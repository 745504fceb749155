//! # Mediascout Server
//!
//! Finds movies without cover art in the configured media directories and
//! writes the TMDB poster the operator picks next to each file as
//! `{stem}.jpg`, the layout minidlna expects.

use std::net::SocketAddr;

use anyhow::Context;
use clap::Parser;
use tokio_util::sync::CancellationToken;
use tracing::{info, warn};
use tracing_subscriber::{layer::SubscriberExt, util::SubscriberInitExt};

use mediascout_config::{ConfigArgs, ConfigLoad, ConfigLoader, ConfigLoaderOptions};
use mediascout_server::{AppState, create_app};

/// CLI entry point
#[derive(Parser, Debug)]
#[command(name = "mediascout-server")]
#[command(about = "Find movies without covers and fetch them from TMDB")]
struct Cli {
    #[command(flatten)]
    config: ConfigArgs,
}

#[tokio::main]
async fn main() -> anyhow::Result<()> {
    let cli = Cli::parse();

    tracing_subscriber::registry()
        .with(
            tracing_subscriber::EnvFilter::try_from_default_env()
                .unwrap_or_else(|_| "info,tower_http=warn".into()),
        )
        .with(tracing_subscriber::fmt::layer())
        .init();

    let ConfigLoad { config, warnings } =
        ConfigLoader::with_options(ConfigLoaderOptions {
            config_path: cli.config.config.clone(),
            env_file: cli.config.env_file.clone(),
            overrides: cli.config.overrides(),
        })
        .load()
        .context("failed to load configuration")?;

    if config.metadata.env_file_loaded {
        info!("loaded .env file");
    }
    if let Some(path) = &config.metadata.config_path {
        info!("using configuration from {}", path.display());
    }
    for warning in &warnings.items {
        match &warning.hint {
            Some(hint) => warn!("{} ({})", warning.message, hint),
            None => warn!("{}", warning.message),
        }
    }
    if let Some(url) = &config.minidlna.url {
        info!("Reporting minidlna status from {}", url);
    }
    if config.minidlna.webhook_url.is_some() {
        info!("minidlna rescans enabled through the Portainer webhook");
    }
    info!(
        "Watching {} directories for extensions [{}]",
        config.media.directories.len(),
        config.media.extensions.join(", ")
    );

    let shutdown = CancellationToken::new();
    let state = AppState::from_config(&config)
        .context("failed to initialise services")?
        .with_shutdown(shutdown.clone());
    let app = create_app(state);

    let bind_address = config.server.bind_address();
    let listener = tokio::net::TcpListener::bind(&bind_address)
        .await
        .with_context(|| format!("failed to bind {bind_address}"))?;
    let addr: SocketAddr = listener.local_addr()?;
    info!("Mediascout listening on http://{}", addr);

    axum::serve(listener, app)
        .with_graceful_shutdown(shutdown_signal(shutdown))
        .await?;

    info!("Server stopped");
    Ok(())
}

async fn shutdown_signal(shutdown: CancellationToken) {
    if let Err(e) = tokio::signal::ctrl_c().await {
        warn!("failed to listen for shutdown signal: {}", e);
        std::future::pending::<()>().await;
    }
    info!("Shutdown requested, finishing in-flight writes");
    shutdown.cancel();
}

┄┄┄┄┄┄┄┄┄┄

◆ Task: Every line that holds the word "clone" should be copied from the listing.

◆ Solved exercise:
            config_path: cli.config.config.clone(),
            env_file: cli.config.env_file.clone(),
        .with_shutdown(shutdown.clone());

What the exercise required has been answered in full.